El problema no es sólo local: Save the Children describe en su informe sobre violencia viral, hasta nueve formas de agresión que prosperan hoy en internet: desde el intercambio de imágenes y contenidos sexuales sin consentimiento -casi 50.000 jóvenes españoles lo han sufrido- a su correlato delictivo, que es la amenaza de publicar información o contenidos sexuales de alguien, y que lleva al chantaje y la extorsión. Otra categoría incluye la violencia online –en la mayoría de ocasiones contra la pareja o expareja-, el control de las redes, la apropiación de contraseñas, la difusión de secretos personales, o de información comprometedora, las amenazas e insultos. También el denominado ‘grooming’, en el que los adultos captan a menores, o las agresiones grabadas y difundidas, el ciberacoso que afecta ya al 40 por ciento de los menores españoles. O la exposición involuntaria a material sexual o violento que hoy alcanza a uno de cada dos niños. Y la sobreexposición de menores en las redes, una práctica idiota que muchos padres y madres han adoptado, considerándola inofensiva, y que puede provocar serios problemas a sus hijos.
Es obvio que la violencia digital no es ya un apéndice de la violencia real: es un fenómeno universal, que alcanza a todo el mundo y puede producir muchísimo daño.
A pesar de eso, el Gobierno tiende a mirar para otro lado, como si no fuera un asunto del que haya que ocuparse. En 2023, Sánchez anunció a bombo y platillo la implementación de un sistema para que los usuarios de páginas porno tuvieran que acceder a ellas identificándose, para así impedir el acceso de menores. Tres años después no hay ley, ni reglamento, ni la tecnología elegante y misteriosa que evitará que los pibes conozcan el sexo a través de las atrocidades que se cuelgan en las redes. La promesa de controlar los excesos de la pornografía duerme en un cajón mientras la edad de iniciación en YouPorno se dispara. Este es un ejemplo perfecto de lo que podríamos llamar la política placebo: se presenta el tratamiento, se aplauden declaraciones y titulares, pero el contagio sigue avanzando.

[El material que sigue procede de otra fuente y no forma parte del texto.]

//! HTTP/2 fingerprint configuration (SETTINGS frame).
//!
//! The SETTINGS id/value pairs and the order they are listed in are part of
//! the Akamai HTTP/2 fingerprint, so they are kept as an ordered list rather
//! than a struct of optional fields.

use h2::client::Builder;

/// HTTP/2 SETTINGS identifiers (RFC 9113 Section 6.5.2).
#[derive(Debug, Clone, Copy, PartialEq, Eq, Hash)]
pub enum SettingId {
    HeaderTableSize,
    EnablePush,
    MaxConcurrentStreams,
    InitialWindowSize,
    MaxFrameSize,
    MaxHeaderListSize,
}

impl SettingId {
    /// Wire identifier of this setting.
    pub fn code(&self) -> u16 {
        match self {
            Self::HeaderTableSize => 0x1,
            Self::EnablePush => 0x2,
            Self::MaxConcurrentStreams => 0x3,
            Self::InitialWindowSize => 0x4,
            Self::MaxFrameSize => 0x5,
            Self::MaxHeaderListSize => 0x6,
        }
    }
}

/// Ordered SETTINGS list plus push handling.
#[derive(Debug, Clone, Default, PartialEq, Eq)]
pub struct Http2Settings {
    settings: Vec<(SettingId, u32)>,
    /// Refuse server push regardless of the SETTINGS list.
    pub disable_push: bool,
}

impl Http2Settings {
    /// Empty list; the transport falls back to [`Http2Settings::browser_default`].
    pub fn new() -> Self {
        Self::default()
    }

    /// Browser-like defaults used when a profile carries no SETTINGS.
    pub fn browser_default() -> Self {
        Self::new()
            .setting(SettingId::HeaderTableSize, 65536)
            .setting(SettingId::MaxConcurrentStreams, 1000)
            .setting(SettingId::InitialWindowSize, 6291456)
            .setting(SettingId::MaxHeaderListSize, 262144)
    }

    /// Set a value; a repeated id keeps its original position.
    pub fn setting(mut self, id: SettingId, value: u32) -> Self {
        match self.settings.iter_mut().find(|(existing, _)| *existing == id) {
            Some(slot) => slot.1 = value,
            None => self.settings.push((id, value)),
        }
        self
    }

    /// Disable server push.
    pub fn without_push(mut self) -> Self {
        self.disable_push = true;
        self
    }

    pub fn is_empty(&self) -> bool {
        self.settings.is_empty()
    }

    /// Value configured for `id`.
    pub fn get(&self, id: SettingId) -> Option<u32> {
        self.settings
            .iter()
            .find(|(existing, _)| *existing == id)
            .map(|(_, value)| *value)
    }

    /// Settings in send order.
    pub fn iter(&self) -> impl Iterator<Item = (SettingId, u32)> + '_ {
        self.settings.iter().copied()
    }

    /// This list, or the browser default when empty. `disable_push` is kept.
    pub fn effective(&self) -> Self {
        if self.is_empty() {
            Self {
                disable_push: self.disable_push,
                ..Self::browser_default()
            }
        } else {
            self.clone()
        }
    }

    /// Configure an `h2` client builder in list order.
    pub(crate) fn apply(&self, builder: &mut Builder) {
        let effective = self.effective();
        let mut push = !effective.disable_push;
        for (id, value) in effective.iter() {
            match id {
                SettingId::HeaderTableSize => {
                    builder.header_table_size(value);
                }
                SettingId::EnablePush => push = push && value != 0,
                SettingId::MaxConcurrentStreams => {
                    builder.max_concurrent_streams(value);
                }
                SettingId::InitialWindowSize => {
                    builder.initial_window_size(value);
                }
                SettingId::MaxFrameSize => {
                    builder.max_frame_size(value);
                }
                SettingId::MaxHeaderListSize => {
                    builder.max_header_list_size(value);
                }
            }
        }
        builder.enable_push(push);
    }
}
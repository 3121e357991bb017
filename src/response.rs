//! HTTP response returned by the client.

use bytes::Bytes;
use http::header::HeaderMap;
use http::{StatusCode, Version};
use url::Url;

use crate::error::{BoxError, Error, Result};

/// Final response of a call: decoded body plus the underlying wire response.
#[derive(Debug, Clone)]
pub struct Response {
    /// Wire response; its body is the raw, still-encoded bytes.
    inner: http::Response<Bytes>,
    body: Bytes,
    url: Url,
}

impl Response {
    pub(crate) fn new(inner: http::Response<Bytes>, body: Bytes, url: Url) -> Self {
        Self { inner, body, url }
    }

    pub fn status(&self) -> StatusCode {
        self.inner.status()
    }

    /// Status line text, e.g. `200 OK`.
    pub fn status_text(&self) -> String {
        let status = self.status();
        match status.canonical_reason() {
            Some(reason) => format!("{} {}", status.as_u16(), reason),
            None => status.as_u16().to_string(),
        }
    }

    pub fn is_success(&self) -> bool {
        self.status().is_success()
    }

    pub fn is_redirect(&self) -> bool {
        self.status().is_redirection()
    }

    pub fn headers(&self) -> &HeaderMap {
        self.inner.headers()
    }

    pub fn headers_mut(&mut self) -> &mut HeaderMap {
        self.inner.headers_mut()
    }

    /// First value of `name`, if present and valid UTF-8.
    pub fn header(&self, name: &str) -> Option<&str> {
        self.headers().get(name).and_then(|value| value.to_str().ok())
    }

    /// Decoded body.
    pub fn body(&self) -> &Bytes {
        &self.body
    }

    /// Replace the decoded body (for response middleware).
    pub fn set_body(&mut self, body: impl Into<Bytes>) {
        self.body = body.into();
    }

    /// Body exactly as received, before Content-Encoding decoding.
    pub fn raw_body(&self) -> &Bytes {
        self.inner.body()
    }

    pub fn text(&self) -> Result<String> {
        String::from_utf8(self.body.to_vec())
            .map_err(|e| Error::decode(format!("UTF-8 decode error: {}", e)))
    }

    pub fn json<T: serde::de::DeserializeOwned>(&self) -> Result<T> {
        serde_json::from_slice(&self.body).map_err(Error::from)
    }

    /// URL the response was served from, after redirects.
    pub fn url(&self) -> &Url {
        &self.url
    }

    pub fn http_version(&self) -> Version {
        self.inner.version()
    }

    /// Error describing an unexpected status, for logging or validators.
    pub fn status_error(&self) -> BoxError {
        format!(
            "server responded with unexpected status code: {}",
            self.status().as_u16()
        )
        .into()
    }

    /// Underlying wire response.
    pub fn as_http(&self) -> &http::Response<Bytes> {
        &self.inner
    }

    pub fn into_http(self) -> http::Response<Bytes> {
        self.inner
    }
}
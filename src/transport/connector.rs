//! BoringSSL TLS connector.
//!
//! Builds one `SslConnector` per client configuration from the identity
//! profile and performs handshakes over streams handed out by a [`Dialer`].
//!
//! [`Dialer`]: crate::proxy::Dialer

use std::io;
use std::pin::Pin;
use std::task::{Context, Poll};

use boring::ssl::{SslConnector, SslMethod, SslSessionCacheMode, SslVerifyMode};
use boring::x509::X509;
use tokio::io::{AsyncRead, AsyncWrite, ReadBuf};
use tokio::net::TcpStream;
use tokio_boring::SslStream;

use crate::error::{Error, Result};
use crate::fingerprint::tls::TlsFingerprint;

/// ALPN wire list offered in every ClientHello.
const ALPN_PROTOCOLS: &[u8] = b"\x02h2\x08http/1.1";

/// Negotiated ALPN protocol.
#[derive(Debug, Clone, Copy, PartialEq, Eq)]
pub enum AlpnProtocol {
    /// HTTP/2 ("h2")
    H2,
    /// HTTP/1.1 ("http/1.1")
    Http1,
    /// No ALPN negotiated or unknown protocol
    Unknown,
}

impl AlpnProtocol {
    /// Protocol selected during the handshake of `stream`.
    pub fn of(stream: &SslStream<TcpStream>) -> Self {
        match stream.ssl().selected_alpn_protocol() {
            Some(b"h2") => Self::H2,
            Some(b"http/1.1") => Self::Http1,
            _ => Self::Unknown,
        }
    }

    pub fn is_h2(&self) -> bool {
        matches!(self, Self::H2)
    }

    pub fn as_str(&self) -> &'static str {
        match self {
            Self::H2 => "h2",
            Self::Http1 => "http/1.1",
            Self::Unknown => "none",
        }
    }
}

/// Spoofed-identity TLS client.
#[derive(Clone)]
pub struct TlsConnector {
    connector: SslConnector,
    accept_invalid_certs: bool,
}

impl TlsConnector {
    /// Build the TLS client for one client configuration.
    pub fn new(
        fingerprint: &TlsFingerprint,
        accept_invalid_certs: bool,
        root_certs: &[Vec<u8>],
    ) -> Result<Self> {
        let mut builder = SslConnector::builder(SslMethod::tls_client())
            .map_err(|e| Error::handshake(format!("Failed to create SSL connector: {}", e)))?;

        for cert_bytes in root_certs {
            let cert = X509::from_der(cert_bytes).or_else(|_| X509::from_pem(cert_bytes));
            match cert {
                Ok(cert) => {
                    builder.cert_store_mut().add_cert(cert).map_err(|e| {
                        Error::handshake(format!("Failed to add root certificate: {}", e))
                    })?;
                }
                Err(e) => tracing::warn!("Ignoring unparsable root certificate: {}", e),
            }
        }

        fingerprint.apply(&mut builder)?;

        if accept_invalid_certs {
            builder.set_verify(SslVerifyMode::NONE);
        }

        // Session tickets and IDs like a browser.
        builder.set_session_cache_mode(SslSessionCacheMode::CLIENT);

        builder
            .set_alpn_protos(ALPN_PROTOCOLS)
            .map_err(|e| Error::handshake(format!("Failed to set ALPN: {}", e)))?;

        Ok(Self {
            connector: builder.build(),
            accept_invalid_certs,
        })
    }

    /// Run the client handshake over `stream` with `host` as server name.
    ///
    /// The stream is dropped (closed) when the handshake fails.
    pub async fn handshake(&self, host: &str, stream: TcpStream) -> Result<SslStream<TcpStream>> {
        let mut config = self
            .connector
            .configure()
            .map_err(|e| Error::handshake(format!("Failed to configure SSL: {}", e)))?;
        if self.accept_invalid_certs {
            config.set_verify_hostname(false);
        }

        let stream = tokio_boring::connect(config, host, stream)
            .await
            .map_err(|e| Error::handshake(format!("TLS handshake with {} failed: {}", host, e)))?;

        tracing::debug!(
            "TLS handshake with {} complete, ALPN {}",
            host,
            AlpnProtocol::of(&stream).as_str()
        );
        Ok(stream)
    }
}

impl std::fmt::Debug for TlsConnector {
    fn fmt(&self, f: &mut std::fmt::Formatter<'_>) -> std::fmt::Result {
        f.debug_struct("TlsConnector")
            .field("accept_invalid_certs", &self.accept_invalid_certs)
            .finish_non_exhaustive()
    }
}

/// Stream that can be either HTTP (plain TCP) or HTTPS (TLS).
#[derive(Debug)]
pub enum MaybeHttpsStream {
    /// Plain TCP stream for HTTP.
    Http(TcpStream),
    /// TLS-wrapped stream for HTTPS.
    Https(SslStream<TcpStream>),
}

impl AsyncRead for MaybeHttpsStream {
    fn poll_read(
        mut self: Pin<&mut Self>,
        cx: &mut Context<'_>,
        buf: &mut ReadBuf<'_>,
    ) -> Poll<io::Result<()>> {
        match &mut *self {
            MaybeHttpsStream::Http(stream) => Pin::new(stream).poll_read(cx, buf),
            MaybeHttpsStream::Https(stream) => Pin::new(stream).poll_read(cx, buf),
        }
    }
}

impl AsyncWrite for MaybeHttpsStream {
    fn poll_write(
        mut self: Pin<&mut Self>,
        cx: &mut Context<'_>,
        buf: &[u8],
    ) -> Poll<io::Result<usize>> {
        match &mut *self {
            MaybeHttpsStream::Http(stream) => Pin::new(stream).poll_write(cx, buf),
            MaybeHttpsStream::Https(stream) => Pin::new(stream).poll_write(cx, buf),
        }
    }

    fn poll_flush(mut self: Pin<&mut Self>, cx: &mut Context<'_>) -> Poll<io::Result<()>> {
        match &mut *self {
            MaybeHttpsStream::Http(stream) => Pin::new(stream).poll_flush(cx),
            MaybeHttpsStream::Https(stream) => Pin::new(stream).poll_flush(cx),
        }
    }

    fn poll_shutdown(mut self: Pin<&mut Self>, cx: &mut Context<'_>) -> Poll<io::Result<()>> {
        match &mut *self {
            MaybeHttpsStream::Http(stream) => Pin::new(stream).poll_shutdown(cx),
            MaybeHttpsStream::Https(stream) => Pin::new(stream).poll_shutdown(cx),
        }
    }
}
//! Per-client protocol transport cache.
//!
//! The first request to a destination dials, performs the spoofed TLS
//! handshake, reads the negotiated ALPN and builds the matching wire
//! transport. The just-handshaked connection is parked in a pending stash so
//! the new transport's first dial consumes it instead of handshaking again.
//!
//! The cache is only populated after negotiation finishes, so concurrent
//! first requests to the same destination may each handshake. The first
//! transport stored wins; the other connections are closed.

use std::collections::HashMap;
use std::sync::atomic::{AtomicUsize, Ordering};
use std::sync::{Arc, Mutex, MutexGuard, PoisonError};

use bytes::Bytes;
use tokio::net::TcpStream;
use tokio_boring::SslStream;

use crate::error::{Error, Result};
use crate::fingerprint::http2::Http2Settings;
use crate::proxy::Dialer;
use crate::request::Request;
use crate::transport::connector::{AlpnProtocol, TlsConnector};
use crate::transport::h1::H1Transport;
use crate::transport::h2_native::H2Transport;
use crate::transport::{Destination, Scheme};

/// Wire transport cached for one destination.
pub enum CachedTransport {
    Http1(H1Transport),
    Http2(H2Transport),
}

impl CachedTransport {
    pub fn is_h2(&self) -> bool {
        matches!(self, Self::Http2(_))
    }

    async fn round_trip(&self, shared: &Shared, request: &Request) -> Result<http::Response<Bytes>> {
        match self {
            Self::Http1(transport) => transport.round_trip(shared, request).await,
            Self::Http2(transport) => transport.round_trip(shared, request).await,
        }
    }
}

/// Snapshot of the cache counters.
#[derive(Debug, Clone, Copy, Default, PartialEq, Eq)]
pub struct TransportStats {
    /// Destinations with a cached transport.
    pub cached_destinations: usize,
    /// Handshaked connections waiting for their transport's first dial.
    pub pending_connections: usize,
    /// TLS handshakes completed since the cache was created.
    pub tls_handshakes: usize,
    /// Handshakes that built a new transport.
    pub negotiations: usize,
}

/// Outcome of the TLS dial routine.
enum Dialed {
    /// A connection for an already cached transport.
    Stream(SslStream<TcpStream>),
    /// A transport was built and the connection stashed for it.
    Negotiated,
}

#[derive(Default)]
struct CacheState {
    transports: HashMap<String, Arc<CachedTransport>>,
    pending: HashMap<String, SslStream<TcpStream>>,
}

/// State shared by the round tripper and the transports it builds.
pub struct Shared {
    dialer: Dialer,
    tls: TlsConnector,
    http2: Http2Settings,
    state: Mutex<CacheState>,
    tls_handshakes: AtomicUsize,
    negotiations: AtomicUsize,
}

impl Shared {
    pub(crate) fn dialer(&self) -> &Dialer {
        &self.dialer
    }

    fn state(&self) -> MutexGuard<'_, CacheState> {
        self.state.lock().unwrap_or_else(PoisonError::into_inner)
    }

    fn lookup(&self, key: &str) -> Option<Arc<CachedTransport>> {
        self.state().transports.get(key).cloned()
    }

    /// Dial callback of the cached transports: a stashed connection if there
    /// is one, otherwise a fresh dial and handshake.
    pub(crate) async fn connect_tls(&self, dest: &Destination) -> Result<SslStream<TcpStream>> {
        match self.dial_tls(dest).await? {
            Dialed::Stream(stream) => Ok(stream),
            Dialed::Negotiated => self.state().pending.remove(&dest.key()).ok_or_else(|| {
                Error::ProtocolMismatch(format!("no connection stashed for {}", dest))
            }),
        }
    }

    async fn dial_tls(&self, dest: &Destination) -> Result<Dialed> {
        let key = dest.key();

        let stashed = self.state().pending.remove(&key);
        if let Some(stream) = stashed {
            tracing::trace!("Using stashed connection for {}", key);
            return Ok(Dialed::Stream(stream));
        }

        // Dial and handshake outside the lock.
        let raw = self.dialer.dial(dest).await?;
        let stream = self.tls.handshake(dest.host(), raw).await?;
        self.tls_handshakes.fetch_add(1, Ordering::SeqCst);

        let mut state = self.state();
        if state.transports.contains_key(&key) {
            return Ok(Dialed::Stream(stream));
        }

        let alpn = AlpnProtocol::of(&stream);
        let transport = if alpn.is_h2() {
            CachedTransport::Http2(H2Transport::new(dest.clone(), self.http2.clone()))
        } else {
            // No ALPN or http/1.1: assume HTTP/1.x over TLS.
            CachedTransport::Http1(H1Transport::new(dest.clone()))
        };
        tracing::debug!("Negotiated {} for {}", alpn.as_str(), key);

        state.transports.insert(key.clone(), Arc::new(transport));
        state.pending.insert(key, stream);
        self.negotiations.fetch_add(1, Ordering::SeqCst);

        Ok(Dialed::Negotiated)
    }

    /// Build the transport for a destination on a cache miss.
    async fn negotiate(&self, dest: &Destination) -> Result<()> {
        if dest.scheme() == Scheme::Http {
            self.state()
                .transports
                .entry(dest.key())
                .or_insert_with(|| Arc::new(CachedTransport::Http1(H1Transport::new(dest.clone()))));
            return Ok(());
        }

        match self.dial_tls(dest).await? {
            Dialed::Negotiated => Ok(()),
            Dialed::Stream(stream) => {
                // Lost the race to another first request.
                tracing::debug!("Closing redundant handshake to {}", dest);
                drop(stream);
                Ok(())
            }
        }
    }
}

/// Round-trip entry point of one client configuration.
///
/// Cloning shares the cache; a rebind builds a new one.
#[derive(Clone)]
pub struct RoundTripper {
    inner: Arc<Shared>,
}

impl RoundTripper {
    pub fn new(dialer: Dialer, tls: TlsConnector, http2: Http2Settings) -> Self {
        Self {
            inner: Arc::new(Shared {
                dialer,
                tls,
                http2,
                state: Mutex::new(CacheState::default()),
                tls_handshakes: AtomicUsize::new(0),
                negotiations: AtomicUsize::new(0),
            }),
        }
    }

    /// Send one request through the destination's cached transport,
    /// negotiating the transport first if there is none.
    pub async fn round_trip(&self, request: &Request) -> Result<http::Response<Bytes>> {
        let dest = Destination::from_url(&request.url)?;
        let key = dest.key();

        let transport = match self.inner.lookup(&key) {
            Some(transport) => transport,
            None => {
                tracing::debug!("No transport cached for {}, negotiating", key);
                self.inner.negotiate(&dest).await?;
                self.inner.lookup(&key).ok_or_else(|| {
                    Error::ProtocolMismatch(format!("negotiation left no transport for {}", key))
                })?
            }
        };

        transport.round_trip(&self.inner, request).await
    }

    /// Whether the cached transport for `dest` speaks HTTP/2.
    pub fn is_h2(&self, dest: &Destination) -> Option<bool> {
        self.inner.lookup(&dest.key()).map(|transport| transport.is_h2())
    }

    pub fn stats(&self) -> TransportStats {
        let state = self.inner.state();
        TransportStats {
            cached_destinations: state.transports.len(),
            pending_connections: state.pending.len(),
            tls_handshakes: self.inner.tls_handshakes.load(Ordering::SeqCst),
            negotiations: self.inner.negotiations.load(Ordering::SeqCst),
        }
    }
}

impl std::fmt::Debug for RoundTripper {
    fn fmt(&self, f: &mut std::fmt::Formatter<'_>) -> std::fmt::Result {
        f.debug_struct("RoundTripper")
            .field("dialer", &self.inner.dialer)
            .field("stats", &self.stats())
            .finish()
    }
}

Es un patrón conocido. El Ejecutivo defiende proyectos y estrategias para la protección de la infancia en el mundo digital, pero la realidad es que las familias se enfrentan solas a un ecosistema en el que los menores reciben impactos constantes: imágenes sexuales no solicitadas, amenazas de compañeros, chantajes con fotos íntimas. El cuadro se completa con padres despistados que no saben cómo deben actuar, o incapaces de imponer hábitos de consumo razonables, con docentes desbordados, fiscales que piden sin cesar más recursos tecnológicos… y un Gobierno que, después de hacerse la foto y publicar la nota de prensa, ni regula ni fiscaliza. El absurdo es evidente: para entrar en una discoteca hay que mostrar el DNI; para comprar alcohol, la edad es requisito; para votar, tu edad en el censo se revisa con lupa. Pero para acceder a contenidos pornográficos basta un clic en una casilla que pregunta “¿tienes más de 18 años?”. Es la puerta más frágil del país, y detrás se esconden delitos cada vez más graves. Un Gobierno capaz de improvisar un decreto para limitar precios o de pactar en horas un cambio legal para contentar a sus socios parlamentarios, lleva tres años sin presentar un sistema de verificación de edad en webs pornográficas.
La Fiscalía ofrece otros datos muy preocupantes -el tráfico de drogas que crece un tercio en Tenerife, el aumento de la corrupción en un 82 por ciento, o el repunte de homicidios imprudentes por accidentes laborales-, pero el frente digital tiene algo distinto: es un crimen sin fronteras, sin horario y en el que cada minuto cuenta, y cada demora política deja a miles de menores expuestos. No se trata de demonizar la tecnología. Internet es una herramienta de conocimiento, comunicación y trabajo. Pero el laissez-faire digital se ha convertido en una invitación al delito. Las plataformas actúan cuando la presión pública las arrincona; las familias carecen de herramientas; y el Gobierno, que debería proteger, se limita a anunciar lo que no hará nunca.